DATA:
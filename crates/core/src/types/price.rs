//! Type-safe price representation using decimal arithmetic.

use rust_decimal::Decimal;
use serde::{Deserialize, Serialize};

/// A price with currency information.
#[derive(Debug, Clone, Copy, PartialEq, Eq, Serialize, Deserialize)]
pub struct Price {
    /// Amount in the currency's standard unit (e.g., dollars, not cents).
    pub amount: Decimal,
    /// ISO 4217 currency code.
    pub currency_code: CurrencyCode,
}

impl Price {
    /// Create a new price.
    #[must_use]
    pub const fn new(amount: Decimal, currency_code: CurrencyCode) -> Self {
        Self {
            amount,
            currency_code,
        }
    }

    /// Create a price from an amount in the smallest currency unit (cents).
    #[must_use]
    pub fn from_cents(cents: i64, currency_code: CurrencyCode) -> Self {
        Self {
            amount: Decimal::new(cents, 2),
            currency_code,
        }
    }

    /// Format for display (e.g., "$19.99").
    #[must_use]
    pub fn display(&self) -> String {
        format!("{}{:.2}", self.currency_code.symbol(), self.amount)
    }
}

/// ISO 4217 currency codes.
#[derive(Debug, Clone, Copy, PartialEq, Eq, Hash, Serialize, Deserialize, Default)]
pub enum CurrencyCode {
    #[default]
    USD,
    EUR,
    GBP,
    CAD,
    AUD,
}

impl CurrencyCode {
    /// Currency symbol for display.
    #[must_use]
    pub const fn symbol(&self) -> &'static str {
        match self {
            Self::USD | Self::CAD | Self::AUD => "$",
            Self::EUR => "\u{20ac}",
            Self::GBP => "\u{a3}",
        }
    }

    /// ISO 4217 code as a string.
    #[must_use]
    pub const fn code(&self) -> &'static str {
        match self {
            Self::USD => "USD",
            Self::EUR => "EUR",
            Self::GBP => "GBP",
            Self::CAD => "CAD",
            Self::AUD => "AUD",
        }
    }
}
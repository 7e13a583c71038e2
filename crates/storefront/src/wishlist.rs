//! Optimistic wishlist mutation engine.
//!
//! A toggle applies the projected end-state to the local mirror
//! synchronously, then reconciles against the server in the background. On
//! success the local state already matches and nothing else happens; on
//! failure the exact inverse of the optimistic change is applied. Each
//! operation carries its own identity, and only the operation that owns a
//! product's pending slot may roll it back - a settle that lost its slot
//! never touches state.
//!
//! Per-product operations are serialized: a toggle for a product with an
//! operation still in flight is rejected with [`StoreError::Busy`].
//! Operations on different products are fully independent.

use std::collections::{HashMap, HashSet};
use std::sync::{Arc, Mutex};

use chrono::{DateTime, Utc};
use copperbay_core::{Price, ProductId};
use tokio::sync::watch;
use tracing::{debug, info, warn};
use uuid::Uuid;

use crate::api::types::Product;
use crate::api::{GatewayError, StoreApi};
use crate::error::{Result, StoreError};
use crate::events::{EventBus, StoreEvent, WishlistAction, WishlistEvent};
use crate::notify::{Notice, Notifier};

/// A product saved to the wishlist.
#[derive(Debug, Clone, PartialEq)]
pub struct WishlistItem {
    pub product_id: ProductId,
    pub title: String,
    pub price: Price,
    pub image: Option<String>,
}

impl From<&Product> for WishlistItem {
    fn from(product: &Product) -> Self {
        Self {
            product_id: product.id,
            title: product.title.clone(),
            price: product.price,
            image: product.images.first().cloned(),
        }
    }
}

/// The local wishlist mirror.
///
/// `wishlisted` and `items` always agree with each other; `count` matches
/// `wishlisted.len()` once fully synced, and reflects the optimistic state
/// while an operation is in flight.
#[derive(Debug, Clone, Default, PartialEq)]
pub struct WishlistState {
    pub wishlisted: HashSet<ProductId>,
    pub count: u32,
    pub items: Vec<WishlistItem>,
}

impl WishlistState {
    /// Whether the product is currently wishlisted in the local mirror.
    #[must_use]
    pub fn contains(&self, product_id: ProductId) -> bool {
        self.wishlisted.contains(&product_id)
    }
}

/// An outstanding optimistic operation, keyed by product in the engine's
/// pending map. Destroyed when the remote call settles.
#[derive(Debug, Clone, Copy)]
struct PendingOperation {
    id: Uuid,
    action: WishlistAction,
    started_at: DateTime<Utc>,
}

/// What the settle task needs to undo an optimistic apply exactly.
enum Applied {
    /// An item was added; rollback removes it again.
    Added,
    /// An item was removed from this position; rollback reinserts it there.
    Removed { index: usize, item: WishlistItem },
}

/// Wishlist store with optimistic mutations.
#[derive(Clone)]
pub struct WishlistStore {
    inner: Arc<WishlistInner>,
}

struct WishlistInner {
    api: Arc<dyn StoreApi>,
    state: watch::Sender<WishlistState>,
    pending: Mutex<HashMap<ProductId, PendingOperation>>,
    events: EventBus,
    notifier: Arc<dyn Notifier>,
}

impl WishlistStore {
    /// Create a new wishlist store.
    #[must_use]
    pub fn new(api: Arc<dyn StoreApi>, events: EventBus, notifier: Arc<dyn Notifier>) -> Self {
        let (state, _) = watch::channel(WishlistState::default());
        Self {
            inner: Arc::new(WishlistInner {
                api,
                state,
                pending: Mutex::new(HashMap::new()),
                events,
                notifier,
            }),
        }
    }

    /// Current state snapshot.
    #[must_use]
    pub fn state(&self) -> WishlistState {
        self.inner.state.borrow().clone()
    }

    /// Subscribe to state changes. Every successful mutation notifies each
    /// receiver once.
    #[must_use]
    pub fn watch(&self) -> watch::Receiver<WishlistState> {
        self.inner.state.subscribe()
    }

    /// Whether the product is wishlisted in the local mirror.
    #[must_use]
    pub fn is_wishlisted(&self, product_id: ProductId) -> bool {
        self.inner.state.borrow().contains(product_id)
    }

    /// Whether an optimistic operation for the product is still in flight.
    #[must_use]
    pub fn is_pending(&self, product_id: ProductId) -> bool {
        self.inner
            .pending
            .lock()
            .unwrap_or_else(std::sync::PoisonError::into_inner)
            .contains_key(&product_id)
    }

    /// Toggle the product's wishlist membership.
    ///
    /// The projected end-state is applied synchronously and is visible to
    /// every subscriber before this returns; the remote write settles in the
    /// background. Completion is reported through the event bus
    /// ([`WishlistEvent::Confirmed`] / [`WishlistEvent::RolledBack`]) and the
    /// notifier.
    ///
    /// # Errors
    ///
    /// Returns [`StoreError::Busy`] when an operation for this product is
    /// already in flight; no state is touched in that case.
    pub fn toggle(&self, product: &Product) -> Result<Uuid> {
        let product_id = product.id;
        let op = PendingOperation {
            id: Uuid::new_v4(),
            action: WishlistAction::Add, // decided under the lock below
            started_at: Utc::now(),
        };

        let mut pending = self
            .inner
            .pending
            .lock()
            .unwrap_or_else(std::sync::PoisonError::into_inner);
        if pending.contains_key(&product_id) {
            debug!(product_id = %product_id, "Toggle rejected, operation in flight");
            return Err(StoreError::Busy(product_id));
        }

        // Apply the projected end-state while holding the pending lock so
        // the busy check and the optimistic apply are one atomic step.
        let mut action = WishlistAction::Add;
        let mut applied = Applied::Added;
        self.inner.state.send_modify(|state| {
            if state.contains(product_id) {
                action = WishlistAction::Remove;
                state.wishlisted.remove(&product_id);
                state.count = state.count.saturating_sub(1);
                if let Some(index) = state
                    .items
                    .iter()
                    .position(|item| item.product_id == product_id)
                {
                    applied = Applied::Removed {
                        index,
                        item: state.items.remove(index),
                    };
                }
            } else {
                state.wishlisted.insert(product_id);
                state.count += 1;
                state.items.push(WishlistItem::from(product));
            }
        });

        let op = PendingOperation { action, ..op };
        pending.insert(product_id, op);
        drop(pending);

        info!(product_id = %product_id, op = %op.id, action = ?action, "Wishlist toggle applied");
        self.inner.events.emit(StoreEvent::Wishlist(WishlistEvent::Applied {
            op: op.id,
            product_id,
            action,
        }));

        let inner = Arc::clone(&self.inner);
        tokio::spawn(async move {
            let result = match action {
                WishlistAction::Add => inner.api.add_to_wishlist(product_id).await,
                WishlistAction::Remove => inner.api.remove_from_wishlist(product_id).await,
            };
            inner.settle(op, product_id, applied, result);
        });

        Ok(op.id)
    }

    /// Probe the server for the product's wishlist membership and reconcile
    /// the local mirror.
    ///
    /// The mirror is left alone while an optimistic operation for this
    /// product is in flight - the in-flight operation's settle is the
    /// authority then.
    ///
    /// # Errors
    ///
    /// Returns the gateway's classified error.
    pub async fn check_membership(&self, product: &Product) -> Result<bool> {
        let product_id = product.id;
        let wishlisted = self.inner.api.check_wishlist_membership(product_id).await?;

        let pending = self
            .inner
            .pending
            .lock()
            .unwrap_or_else(std::sync::PoisonError::into_inner);
        if pending.contains_key(&product_id) {
            return Ok(wishlisted);
        }

        let changed = self.inner.state.send_if_modified(|state| {
            if wishlisted == state.contains(product_id) {
                return false;
            }
            if wishlisted {
                state.wishlisted.insert(product_id);
                state.count += 1;
                state.items.push(WishlistItem::from(product));
            } else {
                state.wishlisted.remove(&product_id);
                state.count = state.count.saturating_sub(1);
                state.items.retain(|item| item.product_id != product_id);
            }
            true
        });
        drop(pending);

        if changed {
            debug!(product_id = %product_id, wishlisted, "Reconciled membership from server");
            self.inner
                .events
                .emit(StoreEvent::Wishlist(WishlistEvent::Synced));
        }

        Ok(wishlisted)
    }

    /// Fetch the server-side wishlist count and reconcile the local counter.
    ///
    /// Skipped while any operation is in flight - the server value is about
    /// to change under us.
    ///
    /// # Errors
    ///
    /// Returns the gateway's classified error.
    pub async fn refresh_count(&self) -> Result<u32> {
        let count = self.inner.api.wishlist_count().await?;

        let pending = self
            .inner
            .pending
            .lock()
            .unwrap_or_else(std::sync::PoisonError::into_inner);
        if !pending.is_empty() {
            return Ok(count);
        }

        let changed = self.inner.state.send_if_modified(|state| {
            if state.count == count {
                return false;
            }
            state.count = count;
            true
        });
        drop(pending);

        if changed {
            self.inner
                .events
                .emit(StoreEvent::Wishlist(WishlistEvent::Synced));
        }

        Ok(count)
    }

    /// Tear down session-scoped state on logout.
    ///
    /// Pending records are dropped too, so a settle from before the reset
    /// finds its slot gone and leaves the fresh state alone.
    pub fn reset(&self) {
        self.inner
            .pending
            .lock()
            .unwrap_or_else(std::sync::PoisonError::into_inner)
            .clear();
        self.inner.state.send_if_modified(|state| {
            if *state == WishlistState::default() {
                return false;
            }
            *state = WishlistState::default();
            true
        });
        info!("Wishlist state reset");
    }
}

impl WishlistInner {
    /// Apply the outcome of a settled remote call.
    ///
    /// Only the operation that still owns the product's pending slot may
    /// mutate state; anything else returns without touching it.
    fn settle(
        &self,
        op: PendingOperation,
        product_id: ProductId,
        applied: Applied,
        result: std::result::Result<(), GatewayError>,
    ) {
        let mut pending = self
            .pending
            .lock()
            .unwrap_or_else(std::sync::PoisonError::into_inner);
        match pending.get(&product_id) {
            Some(current) if current.id == op.id => {
                pending.remove(&product_id);
            }
            _ => {
                // Superseded (or reset); a newer operation owns this product.
                warn!(product_id = %product_id, op = %op.id, "Stale settle ignored");
                return;
            }
        }

        let elapsed_ms = (Utc::now() - op.started_at).num_milliseconds();
        match result {
            Ok(()) => {
                drop(pending);
                info!(product_id = %product_id, op = %op.id, elapsed_ms, "Wishlist toggle confirmed");
                self.events.emit(StoreEvent::Wishlist(WishlistEvent::Confirmed {
                    op: op.id,
                    product_id,
                    action: op.action,
                }));
                self.notifier.notify(match op.action {
                    WishlistAction::Add => Notice::success("Added to wishlist"),
                    WishlistAction::Remove => Notice::success("Removed from wishlist"),
                });
            }
            Err(err) => {
                // Roll back the optimistic apply exactly, while still
                // holding the pending lock so no new toggle interleaves.
                self.state.send_modify(|state| match &applied {
                    Applied::Added => {
                        state.wishlisted.remove(&product_id);
                        state.count = state.count.saturating_sub(1);
                        state.items.retain(|item| item.product_id != product_id);
                    }
                    Applied::Removed { index, item } => {
                        state.wishlisted.insert(product_id);
                        state.count += 1;
                        let index = (*index).min(state.items.len());
                        state.items.insert(index, item.clone());
                    }
                });
                drop(pending);

                warn!(
                    product_id = %product_id,
                    op = %op.id,
                    elapsed_ms,
                    error = %err,
                    "Wishlist toggle failed, rolled back"
                );
                self.events.emit(StoreEvent::Wishlist(WishlistEvent::RolledBack {
                    op: op.id,
                    product_id,
                    action: op.action,
                }));
                self.notifier.notify(match op.action {
                    WishlistAction::Add => Notice::error("Could not add to wishlist"),
                    WishlistAction::Remove => Notice::error("Could not remove from wishlist"),
                });
            }
        }
    }
}
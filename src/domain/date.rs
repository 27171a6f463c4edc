// Request date handling
use chrono::NaiveDate;
use thiserror::Error;

#[derive(Debug, Error, PartialEq, Eq)]
pub enum DateRangeError {
    #[error("start_date and end_date parameters are required")]
    Missing,
    #[error("Invalid date format. Use DDMMYYYY.")]
    InvalidFormat,
}

/// Inclusive query window in the upstream API's timestamp format.
#[derive(Debug, Clone, PartialEq, Eq)]
pub struct DateRange {
    pub start: String,
    pub end: String,
}

impl DateRange {
    /// Build a range from raw `DDMMYYYY` query parameters. Empty strings
    /// count as missing.
    pub fn from_query(start: Option<&str>, end: Option<&str>) -> Result<Self, DateRangeError> {
        let (start, end) = match (start, end) {
            (Some(s), Some(e)) if !s.is_empty() && !e.is_empty() => (s, e),
            _ => return Err(DateRangeError::Missing),
        };

        Ok(Self {
            start: convert_date_format(start)?,
            end: convert_date_format(end)?,
        })
    }
}

/// Leading day or month field of `width` digits, if it is in `1..=max`
fn leading_field(digits: &str, width: usize, max: u32) -> Option<u32> {
    let value: u32 = digits.get(..width)?.parse().ok()?;
    (1..=max).contains(&value).then_some(value)
}

/// `DDMMYYYY` -> `YYYY-MM-DDT00:00:00Z`
///
/// Day and month may drop their leading zero (`6082024` is 6 August 2024).
/// Two-digit fields are tried first, then one-digit ones; the year is always
/// the last four digits.
pub fn convert_date_format(input: &str) -> Result<String, DateRangeError> {
    if !input.bytes().all(|b| b.is_ascii_digit()) {
        return Err(DateRangeError::InvalidFormat);
    }

    let (day, month, year) = [(2, 2), (2, 1), (1, 2), (1, 1)]
        .into_iter()
        .find_map(|(day_width, month_width)| {
            let day = leading_field(input, day_width, 31)?;
            let month = leading_field(&input[day_width..], month_width, 12)?;
            let year = &input[day_width + month_width..];
            (year.len() == 4).then_some((day, month, year))
        })
        .ok_or(DateRangeError::InvalidFormat)?;

    let year: i32 = year.parse().map_err(|_| DateRangeError::InvalidFormat)?;
    if year < 1 {
        return Err(DateRangeError::InvalidFormat);
    }

    let date = NaiveDate::from_ymd_opt(year, month, day).ok_or(DateRangeError::InvalidFormat)?;
    Ok(date.format("%Y-%m-%dT00:00:00Z").to_string())
}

WHAT TO WORK ON: Line count for the string "display": please say how many lines in the entries above contain it, with no other words.

ANSWER AREA: 3